Altre onde sospingono corpi: fanciulle, quelle in fiore di un tempo ancora troppo vicino, nude nella innocenza riconquistata, perché la morte cancella il dolore e la ferocia, e restituisce la purezza. Corpi emaciati per gli stenti, altri ancora scolpiti nella muscolatura perfetta: pastori e cacciatori che un tempo non lontano percorrevano ogni giorno miglia e miglia, pronti ad ogni pericolo, fieri della ineguagliabile libertà che la natura gli offriva. Le sirene mutano il loro aspetto, si mescolano a chi è accorso nella speranza di recuperare altre vite; i volti si illuminano, le voci si fanno concitate alla vista di quelle salvate da loro, ma nessuno mai saprà la verità.
La sera, gli uomini vanno via: la spiaggia è libera, il mare riprende a levigare le pietre, a stendere la sabbia smossa dalla ricerca affannata dei soccorritori.
Le sirene stanno sugli scogli più alti a scrutare nel buio; il canto è ora una preghiera dolce e forte a un tempo. La luna è alta nel cielo, piena a rischiarare il mare; gocce di luna rigano il volto delle antiche creature; sanno che giungeranno altri bimbi, altre fanciulle ormai sfiorite, perché troppi uomini hanno dimenticato la pietà e si sono spogliati della più semplice umanità.
Sanno che non sarà facile il cammino per chi riuscirà a salvarsi, ad arrivare vivo sulle coste in cerca di una casa e di un lavoro; sanno che chi abita queste terre non guarderà di buon occhio i nuovi arrivati: il più delle volte l’indifferenza diventerà insofferenza, la tolleranza intolleranza, sarà difficile se non negata l’accoglienza.

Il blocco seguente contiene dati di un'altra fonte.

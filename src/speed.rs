//! Interface clock tables and selection.

use crate::constants::{commands, V3_MAX_FREQ_ENTRIES};
use crate::error::Error;
use crate::stlink::StLink;
use crate::transfer::{TransferContext, TransferDirection};
use crate::usb_interface::StLinkUsb;
use crate::version::Capabilities;

/// One selectable interface clock: speed in kHz and the divisor programmed
/// into the probe. Divisors never leave this module.
#[derive(Debug, Copy, Clone, PartialEq, Eq, Default)]
pub struct SpeedMapEntry {
    pub speed_khz: u32,
    pub(crate) divisor: u32,
}

const fn entry(speed_khz: u32, divisor: u32) -> SpeedMapEntry {
    SpeedMapEntry { speed_khz, divisor }
}

/// SWD clock table for V2 firmware.
pub(crate) const SWD_KHZ_TO_SPEED_MAP: [SpeedMapEntry; 12] = [
    entry(4000, 0),
    entry(1800, 1), // default
    entry(1200, 2),
    entry(950, 3),
    entry(480, 7),
    entry(240, 15),
    entry(125, 31),
    entry(100, 40),
    entry(50, 79),
    entry(25, 158),
    entry(15, 265),
    entry(5, 798),
];

/// JTAG clock table for V2 firmware.
pub(crate) const JTAG_KHZ_TO_SPEED_MAP: [SpeedMapEntry; 7] = [
    entry(9000, 4),
    entry(4500, 8),
    entry(2250, 16),
    entry(1125, 32), // default
    entry(562, 64),
    entry(281, 128),
    entry(140, 256),
];

/// Selects the entry with the largest speed not above `khz`. Zeroed entries
/// (unused slots of the V3 dynamic table) are skipped. If the request is
/// below the slowest entry, the slowest is chosen. The flag reports whether
/// the chosen speed matches the request exactly.
pub(crate) fn match_speed_map(map: &[SpeedMapEntry], khz: u32) -> Option<(usize, bool)> {
    let mut best: Option<usize> = None;
    let mut slowest: Option<usize> = None;

    for (i, entry) in map.iter().enumerate() {
        if entry.speed_khz == 0 {
            continue;
        }
        if slowest.map_or(true, |s| entry.speed_khz < map[s].speed_khz) {
            slowest = Some(i);
        }
        if entry.speed_khz <= khz
            && best.map_or(true, |b| entry.speed_khz > map[b].speed_khz)
        {
            best = Some(i);
        }
    }

    match best {
        Some(i) => Some((i, map[i].speed_khz == khz)),
        None => slowest.map(|i| (i, false)),
    }
}

pub(crate) fn dump_speed_map(map: &[SpeedMapEntry]) {
    for entry in map {
        if entry.speed_khz > 0 {
            log::debug!("{} kHz", entry.speed_khz);
        }
    }
}

impl<D: StLinkUsb> StLink<D> {
    pub(crate) fn set_speed_swd(&mut self, khz: u32, query: bool) -> Result<(u32, bool), Error> {
        // old firmware cannot change it
        if !self.capabilities().contains(Capabilities::HAS_SWD_SET_FREQ) {
            return Err(Error::NotSupported(
                "this firmware cannot change the SWD clock",
            ));
        }

        let (index, exact) = match_speed_map(&SWD_KHZ_TO_SPEED_MAP, khz)
            .expect("static speed map is never empty");
        let chosen = SWD_KHZ_TO_SPEED_MAP[index];

        if !exact && query {
            log::info!(
                "no exact match for requested speed {} kHz, using {} kHz",
                khz,
                chosen.speed_khz
            );
        }

        if !query {
            self.set_swd_clock_divisor(chosen.divisor as u16)?;
        }

        Ok((chosen.speed_khz, exact))
    }

    pub(crate) fn set_speed_jtag(&mut self, khz: u32, query: bool) -> Result<(u32, bool), Error> {
        if !self.capabilities().contains(Capabilities::HAS_JTAG_SET_FREQ) {
            return Err(Error::NotSupported(
                "this firmware cannot change the JTAG clock",
            ));
        }

        let (index, exact) = match_speed_map(&JTAG_KHZ_TO_SPEED_MAP, khz)
            .expect("static speed map is never empty");
        let chosen = JTAG_KHZ_TO_SPEED_MAP[index];

        if !exact && query {
            log::info!(
                "no exact match for requested speed {} kHz, using {} kHz",
                khz,
                chosen.speed_khz
            );
        }

        if !query {
            self.set_jtag_clock_divisor(chosen.divisor as u16)?;
        }

        Ok((chosen.speed_khz, exact))
    }

    pub(crate) fn set_speed_v3(
        &mut self,
        is_jtag: bool,
        khz: u32,
        query: bool,
    ) -> Result<(u32, bool), Error> {
        let map = self.get_com_freq(is_jtag)?;

        let (index, exact) = match_speed_map(&map, khz).ok_or_else(|| {
            Error::Protocol("probe reported an empty frequency table".to_string())
        })?;
        let chosen = map[index];

        if !exact && query {
            log::info!(
                "no exact match for requested speed {} kHz, using {} kHz",
                khz,
                chosen.speed_khz
            );
        }

        if !query {
            self.set_com_freq(is_jtag, chosen.speed_khz)?;
        }

        Ok((chosen.speed_khz, exact))
    }

    fn set_swd_clock_divisor(&mut self, divisor: u16) -> Result<(), Error> {
        let mut ctx = TransferContext::new(TransferDirection::Incoming);
        ctx.cmd.write_u8(commands::DEBUG_COMMAND);
        ctx.cmd.write_u8(commands::SWD_SET_FREQ);
        ctx.cmd.write_u16_le(divisor);
        self.command_with_retry(&mut ctx, 2)
    }

    fn set_jtag_clock_divisor(&mut self, divisor: u16) -> Result<(), Error> {
        let mut ctx = TransferContext::new(TransferDirection::Incoming);
        ctx.cmd.write_u8(commands::DEBUG_COMMAND);
        ctx.cmd.write_u8(commands::JTAG_SET_FREQ);
        ctx.cmd.write_u16_le(divisor);
        self.command_with_retry(&mut ctx, 2)
    }

    /// Fetches the dynamic frequency table from a V3 probe.
    ///
    /// Response layout: status at 0, current frequency at 4, entry count at
    /// 8, then up to ten frequencies in kHz from offset 12.
    pub(crate) fn get_com_freq(&mut self, is_jtag: bool) -> Result<Vec<SpeedMapEntry>, Error> {
        let mut ctx = TransferContext::new(TransferDirection::Incoming);
        ctx.cmd.write_u8(commands::DEBUG_COMMAND);
        ctx.cmd.write_u8(commands::GET_COM_FREQ);
        ctx.cmd.write_u8(if is_jtag {
            commands::JTAG_STLINK_JTAG_COM
        } else {
            commands::JTAG_STLINK_SWD_COM
        });
        self.transfer_checked(&mut ctx, 52)?;

        let count = (ctx.data.bytes()[8] as usize).min(V3_MAX_FREQ_ENTRIES);
        let mut map = Vec::with_capacity(count);
        for i in 0..count {
            map.push(SpeedMapEntry {
                speed_khz: ctx.data.read_u32_le(12 + 4 * i)?,
                divisor: i as u32,
            });
        }

        Ok(map)
    }

    fn set_com_freq(&mut self, is_jtag: bool, khz: u32) -> Result<(), Error> {
        let mut ctx = TransferContext::new(TransferDirection::Incoming);
        ctx.cmd.write_u8(commands::DEBUG_COMMAND);
        ctx.cmd.write_u8(commands::SET_COM_FREQ);
        ctx.cmd.write_u8(if is_jtag {
            commands::JTAG_STLINK_JTAG_COM
        } else {
            commands::JTAG_STLINK_SWD_COM
        });
        ctx.cmd.write_u8(0);
        ctx.cmd.write_u32_le(khz);
        self.transfer_checked(&mut ctx, 8)
    }
}

#[cfg(test)]
mod test {
    use super::*;

    #[test]
    fn exact_match() {
        let (i, exact) = match_speed_map(&SWD_KHZ_TO_SPEED_MAP, 1800).unwrap();
        assert_eq!(SWD_KHZ_TO_SPEED_MAP[i].speed_khz, 1800);
        assert!(exact);
    }

    #[test]
    fn nearest_lower_match() {
        let (i, exact) = match_speed_map(&SWD_KHZ_TO_SPEED_MAP, 2000).unwrap();
        assert_eq!(SWD_KHZ_TO_SPEED_MAP[i].speed_khz, 1800);
        assert!(!exact);

        let (i, exact) = match_speed_map(&JTAG_KHZ_TO_SPEED_MAP, 5000).unwrap();
        assert_eq!(JTAG_KHZ_TO_SPEED_MAP[i].speed_khz, 4500);
        assert!(!exact);
    }

    #[test]
    fn below_slowest_falls_back_to_slowest() {
        let (i, exact) = match_speed_map(&SWD_KHZ_TO_SPEED_MAP, 1).unwrap();
        assert_eq!(SWD_KHZ_TO_SPEED_MAP[i].speed_khz, 5);
        assert!(!exact);

        let (i, exact) = match_speed_map(&JTAG_KHZ_TO_SPEED_MAP, 100).unwrap();
        assert_eq!(JTAG_KHZ_TO_SPEED_MAP[i].speed_khz, 140);
        assert!(!exact);
    }

    #[test]
    fn zero_entries_are_skipped() {
        let map = [entry(0, 0), entry(4000, 1), entry(0, 2), entry(100, 3)];
        let (i, exact) = match_speed_map(&map, 500).unwrap();
        assert_eq!(map[i].speed_khz, 100);
        assert!(!exact);
    }

    #[test]
    fn empty_map_matches_nothing() {
        assert!(match_speed_map(&[], 1000).is_none());
        assert!(match_speed_map(&[entry(0, 0)], 1000).is_none());
    }
}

Il canto di preghiera si leverà incessante per tutta la notte e domani ancora, accompagnato dal dolce mormorio della risacca. Gaido, nel barcone con altri cento migranti, si lascia accarezzare dalla dolce brezza marina e cerca di leggervi la voce delle sirene, il suono della speranza. Sono partiti di notte per sfuggire alla sorveglianza della Guardia costiera, per evitare altri ostacoli e altre sofferenze, ma non possono impedire che gli scafisti facciano scivolare in mare i più deboli e malati per “alleggerire il carico”. La costa è lontana ma gli occhi non si stancano di cercare nel buio della notte, il cuore non smette di pregare. Gaido chiede soltanto di ascoltare quel canto: sa che gli darà la forza per continuare, per raggiungere, con il suo Ulisse, le colonne d’Ercole, l’ignoto che non lo spaventerà più. Ignora che l’attende un campo d’accoglienza, il “Ghetto”, che farà rimpiangere i campi libici: qui le ragazze verranno avviate alla prostituzione sulle strade intorno alle città, i ragazzi allo spaccio di stupefacenti; gli uomini, agli ordini di caporali senza scrupoli, sovente neri anche loro, raccoglieranno quintali e quintali di pomodori nelle campagne intorno. Qui, abitazioni fatiscenti, messe su con pezzi di lamiere abbandonati intorno ai cassonetti della spazzatura, riescono a proteggere a mala pena da improvvisi e rari scrosci di pioggia e non certo dal caldo torrido dell’estate; frotte di topi si azzannano fra loro per la mancanza di cibo.
Diambo, più volte nel giorno, vede un lampo di luce bianchissima attraversare la luce dorata dei campi di grano che hanno preso il posto del deserto: rivede il piccolo ospedale e la piccola scuola costruiti da quel gruppo di volontari tanto diversi dai tanti bianchi che incontrano qui.
Il lungo viaggio alla ricerca di Ulisse ha rivelato un ignoto diverso.